YOUR ASSIGNMENT - Reproduce, exactly and in full, only the lines below from the one containing "candles.sort_by_key(|c| c.time);" through the one containing "if let Ok(dt) = DateTime::parse_from_rfc3339(raw)".

PROVIDED DATA -
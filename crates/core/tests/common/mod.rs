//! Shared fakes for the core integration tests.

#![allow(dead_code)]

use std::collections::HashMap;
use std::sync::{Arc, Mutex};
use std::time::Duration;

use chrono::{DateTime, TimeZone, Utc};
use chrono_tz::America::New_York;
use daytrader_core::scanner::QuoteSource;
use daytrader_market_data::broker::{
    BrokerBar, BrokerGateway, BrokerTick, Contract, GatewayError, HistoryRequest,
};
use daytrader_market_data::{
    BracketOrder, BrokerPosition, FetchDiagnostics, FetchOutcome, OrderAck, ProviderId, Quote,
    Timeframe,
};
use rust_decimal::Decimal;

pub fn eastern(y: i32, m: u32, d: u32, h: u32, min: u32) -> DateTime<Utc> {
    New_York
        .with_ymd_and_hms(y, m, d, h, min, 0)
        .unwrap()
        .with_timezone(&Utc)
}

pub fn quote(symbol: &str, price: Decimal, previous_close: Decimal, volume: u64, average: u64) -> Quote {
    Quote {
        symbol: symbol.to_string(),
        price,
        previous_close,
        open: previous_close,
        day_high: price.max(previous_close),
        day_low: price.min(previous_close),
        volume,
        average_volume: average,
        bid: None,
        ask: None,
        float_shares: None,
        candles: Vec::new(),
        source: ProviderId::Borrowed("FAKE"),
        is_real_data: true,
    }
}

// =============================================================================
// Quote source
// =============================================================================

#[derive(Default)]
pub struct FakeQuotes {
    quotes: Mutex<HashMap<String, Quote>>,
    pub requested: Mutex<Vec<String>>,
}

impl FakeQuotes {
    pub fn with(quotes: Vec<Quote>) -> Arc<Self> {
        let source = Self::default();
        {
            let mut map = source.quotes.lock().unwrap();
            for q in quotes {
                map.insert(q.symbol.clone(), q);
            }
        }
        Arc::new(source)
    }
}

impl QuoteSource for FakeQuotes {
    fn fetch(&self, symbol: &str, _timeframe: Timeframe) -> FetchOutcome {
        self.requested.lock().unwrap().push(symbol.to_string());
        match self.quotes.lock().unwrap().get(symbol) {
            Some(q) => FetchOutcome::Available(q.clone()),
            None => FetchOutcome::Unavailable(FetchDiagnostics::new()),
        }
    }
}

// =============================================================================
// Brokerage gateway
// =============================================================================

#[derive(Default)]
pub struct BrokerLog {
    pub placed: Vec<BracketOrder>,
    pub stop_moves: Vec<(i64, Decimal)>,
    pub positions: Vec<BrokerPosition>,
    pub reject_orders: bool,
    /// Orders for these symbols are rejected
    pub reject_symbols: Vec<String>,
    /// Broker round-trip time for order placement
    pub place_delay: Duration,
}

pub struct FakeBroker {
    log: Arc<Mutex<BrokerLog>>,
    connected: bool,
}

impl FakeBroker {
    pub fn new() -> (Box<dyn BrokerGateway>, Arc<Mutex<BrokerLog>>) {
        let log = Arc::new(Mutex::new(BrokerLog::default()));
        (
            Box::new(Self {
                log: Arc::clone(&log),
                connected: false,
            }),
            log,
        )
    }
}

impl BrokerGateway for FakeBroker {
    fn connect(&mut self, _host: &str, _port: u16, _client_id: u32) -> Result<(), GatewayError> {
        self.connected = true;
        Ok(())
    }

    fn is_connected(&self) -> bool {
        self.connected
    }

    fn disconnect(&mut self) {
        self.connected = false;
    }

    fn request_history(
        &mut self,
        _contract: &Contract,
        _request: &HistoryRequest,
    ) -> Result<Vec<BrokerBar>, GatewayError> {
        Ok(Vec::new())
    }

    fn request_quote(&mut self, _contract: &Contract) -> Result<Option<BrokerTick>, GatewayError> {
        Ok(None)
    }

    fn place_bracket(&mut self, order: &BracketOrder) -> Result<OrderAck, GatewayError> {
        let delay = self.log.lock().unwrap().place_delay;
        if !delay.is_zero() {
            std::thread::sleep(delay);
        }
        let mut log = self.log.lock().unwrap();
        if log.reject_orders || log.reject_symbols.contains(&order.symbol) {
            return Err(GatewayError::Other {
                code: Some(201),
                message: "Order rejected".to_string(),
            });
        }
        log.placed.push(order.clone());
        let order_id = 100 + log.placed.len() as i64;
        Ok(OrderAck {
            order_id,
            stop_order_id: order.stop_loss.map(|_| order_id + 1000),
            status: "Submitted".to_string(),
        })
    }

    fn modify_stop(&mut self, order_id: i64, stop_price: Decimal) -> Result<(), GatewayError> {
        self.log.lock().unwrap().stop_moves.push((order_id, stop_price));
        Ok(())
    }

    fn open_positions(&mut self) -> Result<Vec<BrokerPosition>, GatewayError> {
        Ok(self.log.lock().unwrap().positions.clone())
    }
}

---

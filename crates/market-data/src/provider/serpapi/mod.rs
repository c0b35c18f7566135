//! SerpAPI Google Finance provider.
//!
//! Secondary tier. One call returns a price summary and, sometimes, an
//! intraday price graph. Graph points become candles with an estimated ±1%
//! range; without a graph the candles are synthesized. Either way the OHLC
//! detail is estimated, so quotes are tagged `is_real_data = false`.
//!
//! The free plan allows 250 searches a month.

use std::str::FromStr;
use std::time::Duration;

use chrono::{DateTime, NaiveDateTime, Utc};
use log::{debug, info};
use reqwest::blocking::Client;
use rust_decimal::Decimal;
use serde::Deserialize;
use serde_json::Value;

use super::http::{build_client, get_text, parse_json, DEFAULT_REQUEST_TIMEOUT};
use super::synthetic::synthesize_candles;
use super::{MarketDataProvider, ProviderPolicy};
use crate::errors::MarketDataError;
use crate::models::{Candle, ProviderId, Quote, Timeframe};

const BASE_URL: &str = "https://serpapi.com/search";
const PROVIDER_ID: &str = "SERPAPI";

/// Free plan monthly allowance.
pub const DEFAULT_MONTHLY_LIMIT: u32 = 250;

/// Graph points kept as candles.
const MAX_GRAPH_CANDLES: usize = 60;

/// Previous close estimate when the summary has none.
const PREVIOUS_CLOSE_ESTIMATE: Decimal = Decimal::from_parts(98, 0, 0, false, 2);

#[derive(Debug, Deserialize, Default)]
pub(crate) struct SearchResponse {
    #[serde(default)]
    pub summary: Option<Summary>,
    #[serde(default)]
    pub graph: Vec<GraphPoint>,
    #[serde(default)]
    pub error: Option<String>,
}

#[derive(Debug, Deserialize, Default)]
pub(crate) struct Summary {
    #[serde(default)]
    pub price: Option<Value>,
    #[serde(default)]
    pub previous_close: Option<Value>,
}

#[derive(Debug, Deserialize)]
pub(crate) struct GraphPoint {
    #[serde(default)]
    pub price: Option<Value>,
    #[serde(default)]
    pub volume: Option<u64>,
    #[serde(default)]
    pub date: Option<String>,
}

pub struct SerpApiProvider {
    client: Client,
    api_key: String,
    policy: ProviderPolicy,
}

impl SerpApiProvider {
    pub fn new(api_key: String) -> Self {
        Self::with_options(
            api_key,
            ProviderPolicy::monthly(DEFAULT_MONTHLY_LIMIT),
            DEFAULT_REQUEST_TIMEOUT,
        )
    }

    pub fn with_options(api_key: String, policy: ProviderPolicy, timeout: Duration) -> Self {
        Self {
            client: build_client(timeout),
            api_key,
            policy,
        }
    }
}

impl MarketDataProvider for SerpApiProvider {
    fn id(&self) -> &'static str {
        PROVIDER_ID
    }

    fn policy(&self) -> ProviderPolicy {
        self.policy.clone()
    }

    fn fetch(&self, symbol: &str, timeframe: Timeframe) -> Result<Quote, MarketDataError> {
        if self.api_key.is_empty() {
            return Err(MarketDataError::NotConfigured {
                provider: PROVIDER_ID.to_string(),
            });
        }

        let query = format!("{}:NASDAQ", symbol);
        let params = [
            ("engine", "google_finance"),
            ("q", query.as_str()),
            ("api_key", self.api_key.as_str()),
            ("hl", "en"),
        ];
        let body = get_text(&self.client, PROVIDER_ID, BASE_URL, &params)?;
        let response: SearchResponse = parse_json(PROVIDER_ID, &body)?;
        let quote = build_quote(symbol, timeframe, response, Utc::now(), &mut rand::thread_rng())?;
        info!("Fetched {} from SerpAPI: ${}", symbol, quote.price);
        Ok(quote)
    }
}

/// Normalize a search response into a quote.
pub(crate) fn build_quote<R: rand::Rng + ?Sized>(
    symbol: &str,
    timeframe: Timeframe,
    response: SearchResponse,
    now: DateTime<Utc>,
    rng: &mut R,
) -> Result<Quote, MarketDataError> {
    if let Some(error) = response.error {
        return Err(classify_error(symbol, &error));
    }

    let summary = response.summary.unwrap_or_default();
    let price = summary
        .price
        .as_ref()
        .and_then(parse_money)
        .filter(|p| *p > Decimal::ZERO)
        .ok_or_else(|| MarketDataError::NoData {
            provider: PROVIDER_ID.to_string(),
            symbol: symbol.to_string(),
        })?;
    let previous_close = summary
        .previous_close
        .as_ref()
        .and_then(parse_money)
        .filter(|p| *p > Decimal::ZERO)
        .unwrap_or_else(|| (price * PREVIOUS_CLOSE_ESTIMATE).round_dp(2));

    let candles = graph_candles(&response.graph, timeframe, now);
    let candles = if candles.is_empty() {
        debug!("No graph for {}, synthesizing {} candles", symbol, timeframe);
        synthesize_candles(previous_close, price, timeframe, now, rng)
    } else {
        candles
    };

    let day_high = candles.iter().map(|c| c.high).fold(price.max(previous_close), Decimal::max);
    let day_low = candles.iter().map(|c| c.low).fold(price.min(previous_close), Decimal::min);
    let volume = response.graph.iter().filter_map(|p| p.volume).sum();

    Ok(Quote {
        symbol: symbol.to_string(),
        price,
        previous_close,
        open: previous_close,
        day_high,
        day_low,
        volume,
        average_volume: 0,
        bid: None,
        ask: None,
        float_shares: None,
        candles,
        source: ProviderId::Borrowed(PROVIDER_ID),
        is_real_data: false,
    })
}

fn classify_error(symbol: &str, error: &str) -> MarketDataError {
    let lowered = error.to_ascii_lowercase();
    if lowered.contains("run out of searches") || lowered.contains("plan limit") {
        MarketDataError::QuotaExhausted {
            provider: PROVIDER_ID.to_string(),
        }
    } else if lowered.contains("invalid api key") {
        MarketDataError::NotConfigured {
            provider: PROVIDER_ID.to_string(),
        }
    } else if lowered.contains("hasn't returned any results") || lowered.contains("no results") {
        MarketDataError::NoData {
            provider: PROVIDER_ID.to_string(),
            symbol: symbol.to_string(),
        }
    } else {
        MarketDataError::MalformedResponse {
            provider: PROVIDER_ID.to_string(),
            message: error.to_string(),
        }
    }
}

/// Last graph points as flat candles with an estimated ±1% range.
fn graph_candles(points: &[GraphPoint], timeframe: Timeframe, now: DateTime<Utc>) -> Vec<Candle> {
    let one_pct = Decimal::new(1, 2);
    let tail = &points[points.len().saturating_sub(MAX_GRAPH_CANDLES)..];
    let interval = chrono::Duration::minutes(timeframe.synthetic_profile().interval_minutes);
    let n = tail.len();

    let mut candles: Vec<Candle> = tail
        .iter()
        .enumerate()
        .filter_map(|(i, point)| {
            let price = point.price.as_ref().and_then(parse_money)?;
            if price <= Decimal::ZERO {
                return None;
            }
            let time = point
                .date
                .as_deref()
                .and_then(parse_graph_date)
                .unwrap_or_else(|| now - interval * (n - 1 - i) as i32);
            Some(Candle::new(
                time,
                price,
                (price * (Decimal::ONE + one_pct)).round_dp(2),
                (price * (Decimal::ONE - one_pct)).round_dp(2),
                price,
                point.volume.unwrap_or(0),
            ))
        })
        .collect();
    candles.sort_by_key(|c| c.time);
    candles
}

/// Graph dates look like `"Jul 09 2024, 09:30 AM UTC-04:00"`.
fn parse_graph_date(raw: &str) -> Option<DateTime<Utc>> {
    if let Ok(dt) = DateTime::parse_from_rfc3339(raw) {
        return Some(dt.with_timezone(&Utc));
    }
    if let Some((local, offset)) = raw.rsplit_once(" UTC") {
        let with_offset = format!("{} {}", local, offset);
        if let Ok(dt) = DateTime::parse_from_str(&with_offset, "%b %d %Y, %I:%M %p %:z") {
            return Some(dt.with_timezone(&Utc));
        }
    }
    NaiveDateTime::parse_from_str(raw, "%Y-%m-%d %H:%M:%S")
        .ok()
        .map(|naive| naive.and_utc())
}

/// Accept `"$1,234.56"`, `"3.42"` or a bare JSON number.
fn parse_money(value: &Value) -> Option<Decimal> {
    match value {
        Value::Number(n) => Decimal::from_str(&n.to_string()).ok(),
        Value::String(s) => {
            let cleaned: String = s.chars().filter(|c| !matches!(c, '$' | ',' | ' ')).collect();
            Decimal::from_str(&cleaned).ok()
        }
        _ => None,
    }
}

SOLUTION BELOW -
    candles.sort_by_key(|c| c.time);
    candles
}

/// Graph dates look like `"Jul 09 2024, 09:30 AM UTC-04:00"`.
fn parse_graph_date(raw: &str) -> Option<DateTime<Utc>> {
    if let Ok(dt) = DateTime::parse_from_rfc3339(raw) {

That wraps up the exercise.